**Work item**.
Copy each line below in which the string "true" occurs.

**Data shown**.
//! Open/commit orchestrator: wires the codecs, indices, and read/write
//! paths together into the single type embedders touch, `OnionHandle`.

use std::path::{Path, PathBuf};

use chrono::{DateTime, Utc};

use crate::archival_index::ArchivalIndex;
use crate::backend::{sidecar_paths, BackendFactory, RawBackend};
use crate::config::{CreationFlags, OnionConfig, RevisionSelector};
use crate::error::{OnionError, Result};
use crate::format::header::ENCODED_LEN as HEADER_ENCODED_LEN;
use crate::format::{Header, RevisionRecord, WholeHistory};
use crate::io as onion_io;
use crate::merge;
use crate::read::read_range;
use crate::revision_index::RevisionIndex;
use crate::write::write_range;

#[derive(Debug, Clone, Copy, PartialEq, Eq)]
enum OpenMode {
    ReadOnly,
    ReadWrite,
}

fn align_up(n: u64, page_size: u64) -> u64 {
    let rem = n % page_size;
    if rem == 0 {
        n
    } else {
        n + (page_size - rem)
    }
}

/// A cheap, read-only snapshot of engine state, for diagnostics and tests.
#[derive(Debug, Clone, Copy, PartialEq, Eq)]
pub struct Stats {
    pub revision_id: u64,
    pub parent_revision_id: u64,
    pub logi_eof: u64,
    pub history_eof: u64,
    pub archival_entries: usize,
    pub revision_entries: usize,
    pub revision_buckets: usize,
}

/// An open onion-backed file: either a read-only view of one committed
/// revision, or a read/write session authoring the next one.
pub struct OnionHandle {
    canonical: Box<dyn RawBackend>,
    onion: Box<dyn RawBackend>,
    recovery: Option<Box<dyn RawBackend>>,
    recovery_path: PathBuf,
    backend_factory: Box<dyn BackendFactory>,

    mode: OpenMode,
    header: Header,
    whole_history: WholeHistory,
    /// Base archival index reads and writes resolve against once the
    /// revision index misses: the opened revision's own map in read-only
    /// mode, the parent's map in read/write mode.
    archival_index: ArchivalIndex,
    revision_index: Option<RevisionIndex>,

    revision_id: u64,
    parent_revision_id: u64,
    page_size: u32,
    user_id: u32,
    username: Option<String>,
    comment: Option<String>,
    divergent_history: bool,
    page_alignment: bool,

    origin_eof: u64,
    logi_eof: u64,
    history_eof: u64,
}

impl OnionHandle {
    /// Creates a brand-new onion file (and its canonical sentinel) and opens
    /// it for writing the root revision.
    ///
    /// # Errors
    /// Returns `BadArgument` if `config` fails validation; `Io` if any
    /// backing file cannot be created.
    pub fn open_create_truncate(canonical_path: &Path, config: OnionConfig) -> Result<Self> {
        config.validate()?;
        let (onion_path, recovery_path) = sidecar_paths(canonical_path);

        let mut canonical = config.backend.open(canonical_path, true)?;
        let mut onion = config.backend.open(&onion_path, true)?;
        let mut recovery = config.backend.open(&recovery_path, true)?;

        log::info!("creating onion file at {}", onion_path.display());

        let sentinel = b"ONIONEOF";
        canonical.write(0, sentinel)?;
        let origin_eof = sentinel.len() as u64;

        onion_io::write_whole_history(&mut *recovery, 0, &WholeHistory { pointers: vec![] })?;

        let write_lock = true;
        let header = Header {
            flags: config.creation_flags.pack(write_lock),
            page_size: config.page_size,
            origin_eof,
            whole_history_addr: 0,
            whole_history_size: 0,
        };
        onion_io::write_header(&mut *onion, &header)?;

        let mut history_eof = HEADER_ENCODED_LEN as u64;
        if config.creation_flags.page_alignment {
            history_eof = align_up(history_eof, u64::from(config.page_size));
        }

        Ok(Self {
            canonical,
            onion,
            recovery: Some(recovery),
            recovery_path,
            backend_factory: config.backend,
            mode: OpenMode::ReadWrite,
            header,
            whole_history: WholeHistory { pointers: vec![] },
            archival_index: ArchivalIndex::empty(),
            revision_index: Some(RevisionIndex::new()),
            revision_id: 0,
            parent_revision_id: 0,
            page_size: config.page_size,
            user_id: config.user_id,
            username: config.username,
            comment: config.comment,
            divergent_history: config.creation_flags.divergent_history,
            page_alignment: config.creation_flags.page_alignment,
            origin_eof,
            logi_eof: 0,
            history_eof,
        })
    }

    fn open_existing_for_read(
        canonical_path: &Path,
        config: &OnionConfig,
    ) -> Result<(Box<dyn RawBackend>, Box<dyn RawBackend>, PathBuf, Header, WholeHistory, RevisionRecord)> {
        config.validate()?;
        let (onion_path, recovery_path) = sidecar_paths(canonical_path);
        let canonical = config.backend.open(canonical_path, false)?;
        let mut onion = config.backend.open(&onion_path, false)?;

        let header = onion_io::ingest_header(&mut *onion)?;
        let (_flags, write_lock) = CreationFlags::unpack(header.flags)?;
        if write_lock {
            return Err(OnionError::Unsupported(
                "onion file has an open write session (write-lock set)",
            ));
        }

        let whole_history = onion_io::ingest_whole_history(&mut *onion, header.whole_history_addr)?;
        let n_revisions = whole_history.pointers.len() as u64;
        if n_revisions == 0 {
            return Err(OnionError::bad_argument("onion file has no committed revisions"));
        }
        let revision_index = match config.revision {
            RevisionSelector::Latest => n_revisions - 1,
            RevisionSelector::Id(id) => {
                if id >= n_revisions {
                    return Err(OnionError::bad_argument(format!(
                        "requested revision {id} is out of range (0..{n_revisions})"
                    )));
                }
                id
            }
        };
        let pointer = whole_history.pointers[revision_index as usize];
        let record = onion_io::ingest_revision_record(&mut *onion, pointer.phys_addr)?;

        Ok((canonical, onion, recovery_path, header, whole_history, record))
    }

    /// Opens an existing onion file read-only at the configured revision
    /// (or the latest committed one).
    ///
    /// # Errors
    /// Returns `Unsupported` if the write-lock flag is set, `Corrupt` on any
    /// codec/checksum failure, `BadArgument` if the requested revision is
    /// out of range.
    pub fn open_read_only(canonical_path: &Path, config: OnionConfig) -> Result<Self> {
        let (canonical, onion, recovery_path, header, whole_history, record) =
            Self::open_existing_for_read(canonical_path, &config)?;
        log::info!("opened onion file read-only at revision {}", record.revision_id);

        let (flags, _write_lock) = CreationFlags::unpack(header.flags)?;
        let archival_index = ArchivalIndex::from_sorted(record.entries.clone())?;
        let history_eof = if flags.page_alignment {
            align_up(onion.eoa(), u64::from(header.page_size))
        } else {
            onion.eoa()
        };

        Ok(Self {
            canonical,
            onion,
            recovery: None,
            recovery_path,
            backend_factory: config.backend,
            mode: OpenMode::ReadOnly,
            header,
            whole_history,
            archival_index,
            revision_index: None,
            revision_id: record.revision_id,
            parent_revision_id: record.parent_revision_id,
            page_size: header.page_size,
            user_id: record.user_id,
            username: record.username,
            comment: record.comment,
            divergent_history: flags.divergent_history,
            page_alignment: flags.page_alignment,
            origin_eof: header.origin_eof,
            logi_eof: record.logi_eof,
            history_eof,
        })
    }

    /// Opens an existing onion file for writing the next revision atop the
    /// configured parent (or the latest committed one).
    ///
    /// # Errors
    /// Same as [`Self::open_read_only`], plus `Io` if the recovery file
    /// cannot be created.
    pub fn open_read_write(canonical_path: &Path, config: OnionConfig) -> Result<Self> {
        let (canonical, mut onion, recovery_path, mut header, whole_history, record) =
            Self::open_existing_for_read(canonical_path, &config)?;
        log::info!("opened onion file read/write atop revision {}", record.revision_id);

        let (flags, _write_lock) = CreationFlags::unpack(header.flags)?;
        let archival_index = ArchivalIndex::from_sorted(record.entries.clone())?;
        let history_eof = if flags.page_alignment {
            align_up(onion.eoa(), u64::from(header.page_size))
        } else {
            onion.eoa()
        };

        let mut recovery = config.backend.open(&recovery_path, true)?;
        onion_io::write_whole_history(&mut *recovery, 0, &whole_history)?;

        header.flags = flags.pack(true);
        onion_io::write_header(&mut *onion, &header)?;

        Ok(Self {
            canonical,
            onion,
            recovery: Some(recovery),
            recovery_path,
            backend_factory: config.backend,
            mode: OpenMode::ReadWrite,
            header,
            whole_history,
            archival_index,
            revision_index: Some(RevisionIndex::new()),
            revision_id: record.revision_id + 1,
            parent_revision_id: record.revision_id,
            page_size: header.page_size,
            user_id: config.user_id,
            username: config.username,
            comment: config.comment,
            divergent_history: flags.divergent_history,
            page_alignment: flags.page_alignment,
            origin_eof: header.origin_eof,
            logi_eof: record.logi_eof,
            history_eof,
        })
    }

    /// The page-aligned logical extent reads are allowed to address: zero
    /// when nothing has been written yet, otherwise `logi_eof` rounded up to
    /// the next page boundary (so a short write still exposes a full
    /// zero-padded final page, per scenario S1).
    #[must_use]
    pub fn logi_eoa(&self) -> u64 {
        if self.logi_eof == 0 {
            0
        } else {
            align_up(self.logi_eof, u64::from(self.page_size))
        }
    }

    /// Reads `len` bytes starting at logical `offset`.
    ///
    /// # Errors
    /// Returns `BadArgument` if `offset + len` exceeds the page-aligned
    /// logical end-of-addressable extent; otherwise propagates backend I/O
    /// errors.
    pub fn read(&mut self, offset: u64, len: u64) -> Result<Vec<u8>> {
        let logi_eoa = self.logi_eoa();
        let in_range = matches!(offset.checked_add(len), Some(end) if end <= logi_eoa);
        if !in_range {
            return Err(OnionError::bad_argument(format!(
                "read range [{offset}, {offset}+{len}) exceeds logical end-of-addressable {logi_eoa}"
            )));
        }
        read_range(
            &mut *self.canonical,
            &mut *self.onion,
            self.revision_index.as_ref(),
            &self.archival_index,
            u64::from(self.page_size),
            self.origin_eof,
            offset,
            len,
        )
    }

    /// Writes `data` at logical `offset`, extending `logi_eof` as needed.
    ///
    /// # Errors
    /// Returns `Unsupported` if this handle is read-only; otherwise
    /// propagates backend I/O errors.
    pub fn write(&mut self, offset: u64, data: &[u8]) -> Result<()> {
        let revision_index = self
            .revision_index
            .as_mut()
            .ok_or(OnionError::Unsupported("handle is open read-only"))?;
        write_range(
            &mut *self.canonical,
            &mut *self.onion,
            revision_index,
            &self.archival_index,
            u64::from(self.page_size),
            self.origin_eof,
            &mut self.history_eof,
            &mut self.logi_eof,
            offset,
            data,
        )
    }

    /// Commits the in-progress revision (if any) and closes the handle.
    ///
    /// # Errors
    /// Propagates any codec or backend I/O failure. On failure, the header's
    /// write-lock flag is left set, matching the dirty-close policy.
    pub fn close(mut self) -> Result<()> {
        let Some(revision_index) = self.revision_index.take() else {
            log::info!("closed read-only onion handle at revision {}", self.revision_id);
            return Ok(());
        };
        self.commit(&revision_index)
    }

    fn commit(&mut self, revision_index: &RevisionIndex) -> Result<()> {
        log::info!("committing revision {}", self.revision_id);
        let creation_time: DateTime<Utc> = Utc::now();
        let merged = merge::merge(revision_index, &self.archival_index);

        let record = RevisionRecord {
            revision_id: self.revision_id,
            parent_revision_id: self.parent_revision_id,
            creation_time,
            logi_eof: self.logi_eof,
            page_size: self.page_size,
            user_id: self.user_id,
            username: self.username.clone(),
            comment: self.comment.clone(),
            entries: merged.entries().to_vec(),
        };

        let record_addr = self.history_eof;
        let record_len = onion_io::write_revision_record(&mut *self.onion, record_addr, &record)?;
        self.history_eof = record_addr + record_len;
        if self.page_alignment {
            self.history_eof = align_up(self.history_eof, u64::from(self.page_size));
        }

        self.whole_history
            .pointers
            .push(crate::format::RecordPointer { phys_addr: record_addr, record_size: record_len });

        let wh_addr = self.history_eof;
        onion_io::write_whole_history(&mut *self.onion, wh_addr, &self.whole_history)?;
        let wh_len = self.whole_history.encode().len() as u64;
        self.header.whole_history_addr = wh_addr;
        self.header.whole_history_size = wh_len;
        self.history_eof = wh_addr + wh_len;

        let flags = CreationFlags { divergent_history: self.divergent_history, page_alignment: self.page_alignment };
        self.header.flags = flags.pack(false);
        onion_io::write_header(&mut *self.onion, &self.header)?;

        self.recovery = None;
        self.backend_factory.remove(&self.recovery_path)?;

        log::info!("committed revision {} ({} archival entries)", self.revision_id, merged.len());
        Ok(())
    }

    #[must_use]
    pub fn divergent_history(&self) -> bool {
        self.divergent_history
    }

    #[must_use]
    pub fn logi_eof(&self) -> u64 {
        self.logi_eof
    }

    #[must_use]
    pub fn revision_id(&self) -> u64 {
        self.revision_id
    }

    /// The archival index entries visible to this handle: the opened
    /// revision's own map in read-only mode, the parent's map in read/write
    /// mode (reads and writes both resolve against it once the live
    /// revision index misses).
    #[must_use]
    pub fn archival_entries(&self) -> &[crate::format::IndexEntry] {
        self.archival_index.entries()
    }

    #[must_use]
    pub fn stats(&self) -> Stats {
        Stats {
            revision_id: self.revision_id,
            parent_revision_id: self.parent_revision_id,
            logi_eof: self.logi_eof,
            history_eof: self.history_eof,
            archival_entries: self.archival_index.len(),
            revision_entries: self.revision_index.as_ref().map_or(0, RevisionIndex::len),
            revision_buckets: self.revision_index.as_ref().map_or(0, RevisionIndex::bucket_count),
        }
    }
}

**Response to this exercise**.
        let mut canonical = config.backend.open(canonical_path, true)?;
        let mut onion = config.backend.open(&onion_path, true)?;
        let mut recovery = config.backend.open(&recovery_path, true)?;
        let write_lock = true;
        let mut recovery = config.backend.open(&recovery_path, true)?;
        header.flags = flags.pack(true);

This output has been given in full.